I found this article about the work being done by the Precision Breast Cancer Institute in Cambridge inspiring and heart-warming to read. It describes one patient's experience in a trial run by the Institute and explains how sequencing of the genome of her tumour was used to personalise the treatment she received, i.e. to ensure she was put on the optimum treatment regime, and identify if any genetic markers would make her prone to particular side effects. The sequencing also enables the multidisciplinary treatment team to look forwards to consider if family members are at increased risk of breast cancer, and to plan the first line of treatment for any reoccurrence. This patient was also included in a trial for a drug called Olaparib, used alongside chemotherapy, also developed in Cambridge.

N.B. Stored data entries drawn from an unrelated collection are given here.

use crate::error::{LoaderError, Result};
use serde::{Deserialize, Serialize};

/// Explicit mapping from observation fields to source column names.
///
/// Columns are matched exactly (after trimming, ASCII case-insensitive).
/// There is no fuzzy detection: a mapped column that is not in the header is
/// a fatal error.
#[derive(Debug, Clone, PartialEq, Eq, Serialize, Deserialize)]
#[serde(default)]
pub struct SchemaMapping {
    /// Landing-page slug column
    pub slug: String,

    /// Search keyword column
    pub keyword: String,

    /// Net revenue column
    pub revenue: String,

    /// Sell-side clicks column
    pub clicks: String,

    /// Sell-side searches column
    pub searches: String,

    /// Region column. Optional: when absent from the input every region is null.
    pub region: Option<String>,
}

impl Default for SchemaMapping {
    fn default() -> Self {
        Self {
            slug: "CONTENT_SLUG".to_string(),
            keyword: "SERP_KEYWORD".to_string(),
            revenue: "EST_NET_REVENUE".to_string(),
            clicks: "SELLSIDE_CLICKS_NETWORK".to_string(),
            searches: "SELLSIDE_SEARCHES".to_string(),
            region: Some("REGION_CODE".to_string()),
        }
    }
}

impl SchemaMapping {
    fn required(&self) -> [(&'static str, &str); 5] {
        [
            ("slug", &self.slug),
            ("keyword", &self.keyword),
            ("revenue", &self.revenue),
            ("clicks", &self.clicks),
            ("searches", &self.searches),
        ]
    }

    /// Validate the mapping itself (not the input)
    pub fn validate(&self) -> Result<()> {
        let mut seen: Vec<String> = Vec::new();
        let region = self.region.iter().map(|r| ("region", r.as_str()));
        for (field, column) in self.required().into_iter().chain(region) {
            let key = column.trim().to_ascii_lowercase();
            if key.is_empty() {
                return Err(LoaderError::invalid_schema(format!(
                    "column for `{field}` is empty"
                )));
            }
            if seen.contains(&key) {
                return Err(LoaderError::invalid_schema(format!(
                    "column `{column}` is mapped to more than one field"
                )));
            }
            seen.push(key);
        }
        Ok(())
    }

    /// Resolve column positions against a header row.
    pub(crate) fn resolve(&self, headers: &[String]) -> Result<ColumnPositions> {
        let mut missing = Vec::new();
        let mut lookup = |column: &str| {
            let pos = find_column(headers, column);
            if pos.is_none() {
                missing.push(column.trim().to_string());
            }
            pos.unwrap_or_default()
        };

        let slug = lookup(&self.slug);
        let keyword = lookup(&self.keyword);
        let revenue = lookup(&self.revenue);
        let clicks = lookup(&self.clicks);
        let searches = lookup(&self.searches);

        if !missing.is_empty() {
            return Err(LoaderError::MissingColumns(missing));
        }

        let region = match &self.region {
            Some(column) => {
                let pos = find_column(headers, column);
                if pos.is_none() {
                    log::warn!(
                        "Region column `{}` not found; all regions will be null",
                        column.trim()
                    );
                }
                pos
            }
            None => None,
        };

        Ok(ColumnPositions {
            slug,
            keyword,
            revenue,
            clicks,
            searches,
            region,
        })
    }
}

/// Column names of the keyword taxonomy side table.
#[derive(Debug, Clone, PartialEq, Eq, Serialize, Deserialize)]
#[serde(default)]
pub struct TaxonomySchema {
    pub keyword: String,
    pub angle: String,
    pub category: Option<String>,
}

impl Default for TaxonomySchema {
    fn default() -> Self {
        Self {
            keyword: "keyword".to_string(),
            angle: "angle".to_string(),
            category: Some("category".to_string()),
        }
    }
}

impl TaxonomySchema {
    pub(crate) fn resolve(&self, headers: &[String]) -> Result<TaxonomyPositions> {
        let keyword = find_column(headers, &self.keyword);
        let angle = find_column(headers, &self.angle);
        match (keyword, angle) {
            (Some(keyword), Some(angle)) => {
                let category = self.category.as_deref().and_then(|column| {
                    let pos = find_column(headers, column);
                    if pos.is_none() {
                        log::warn!("Taxonomy category column `{}` not found", column.trim());
                    }
                    pos
                });
                Ok(TaxonomyPositions {
                    keyword,
                    angle,
                    category,
                })
            }
            (keyword, angle) => {
                let mut missing = Vec::new();
                if keyword.is_none() {
                    missing.push(self.keyword.trim().to_string());
                }
                if angle.is_none() {
                    missing.push(self.angle.trim().to_string());
                }
                Err(LoaderError::MissingColumns(missing))
            }
        }
    }
}

#[derive(Debug, Clone, Copy, PartialEq, Eq)]
pub(crate) struct ColumnPositions {
    pub slug: usize,
    pub keyword: usize,
    pub revenue: usize,
    pub clicks: usize,
    pub searches: usize,
    pub region: Option<usize>,
}

#[derive(Debug, Clone, Copy, PartialEq, Eq)]
pub(crate) struct TaxonomyPositions {
    pub keyword: usize,
    pub angle: usize,
    pub category: Option<usize>,
}

fn find_column(headers: &[String], column: &str) -> Option<usize> {
    let wanted = column.trim();
    headers
        .iter()
        .position(|h| h.trim_start_matches('\u{feff}').trim().eq_ignore_ascii_case(wanted))
}

#[cfg(test)]
mod tests {
    use super::*;
    use pretty_assertions::assert_eq;

    fn headers(names: &[&str]) -> Vec<String> {
        names.iter().map(|s| s.to_string()).collect()
    }

    #[test]
    fn default_mapping_is_valid() {
        assert!(SchemaMapping::default().validate().is_ok());
    }

    #[test]
    fn duplicate_columns_are_rejected() {
        let schema = SchemaMapping {
            clicks: "est_net_revenue".to_string(),
            ..SchemaMapping::default()
        };
        assert!(schema.validate().is_err());
    }

    #[test]
    fn resolve_matches_case_insensitively_and_ignores_extra_columns() {
        let h = headers(&[
            "\u{feff}date",
            "content_slug",
            " SERP_KEYWORD ",
            "est_net_revenue",
            "SELLSIDE_CLICKS_NETWORK",
            "sellside_searches",
            "region_code",
        ]);
        let pos = SchemaMapping::default().resolve(&h).unwrap();
        assert_eq!(
            pos,
            ColumnPositions {
                slug: 1,
                keyword: 2,
                revenue: 3,
                clicks: 4,
                searches: 5,
                region: Some(6),
            }
        );
    }

    #[test]
    fn resolve_names_every_missing_column() {
        let h = headers(&["CONTENT_SLUG", "SERP_KEYWORD", "SELLSIDE_SEARCHES"]);
        match SchemaMapping::default().resolve(&h) {
            Err(LoaderError::MissingColumns(missing)) => assert_eq!(
                missing,
                vec![
                    "EST_NET_REVENUE".to_string(),
                    "SELLSIDE_CLICKS_NETWORK".to_string()
                ]
            ),
            other => panic!("expected missing columns, got {other:?}"),
        }
    }

    #[test]
    fn substring_headers_do_not_count_as_matches() {
        let h = headers(&[
            "CONTENT_SLUG_V2",
            "SERP_KEYWORD",
            "EST_NET_REVENUE",
            "SELLSIDE_CLICKS_NETWORK",
            "SELLSIDE_SEARCHES",
        ]);
        let err = SchemaMapping::default().resolve(&h).unwrap_err();
        assert!(err.to_string().contains("CONTENT_SLUG"));
    }

    #[test]
    fn missing_region_column_is_not_fatal() {
        let h = headers(&[
            "CONTENT_SLUG",
            "SERP_KEYWORD",
            "EST_NET_REVENUE",
            "SELLSIDE_CLICKS_NETWORK",
            "SELLSIDE_SEARCHES",
        ]);
        let pos = SchemaMapping::default().resolve(&h).unwrap();
        assert_eq!(pos.region, None);
    }
}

The sequencing of vast amounts of DNA also enables another team of researchers to investigate how estrogen receptors operate and influence the effectiveness of treatments for breast cancer.
This article highlighted to me everything that is brilliant about research in the Cambridge ecosystem. In this case sequencing, which itself has strong roots here in Cambridge, is used to personalise breast cancer treatment to ensure it is is effective as possible, and to gather data to continue to improve treatments by deepening the understanding of what is happening on a molecular level.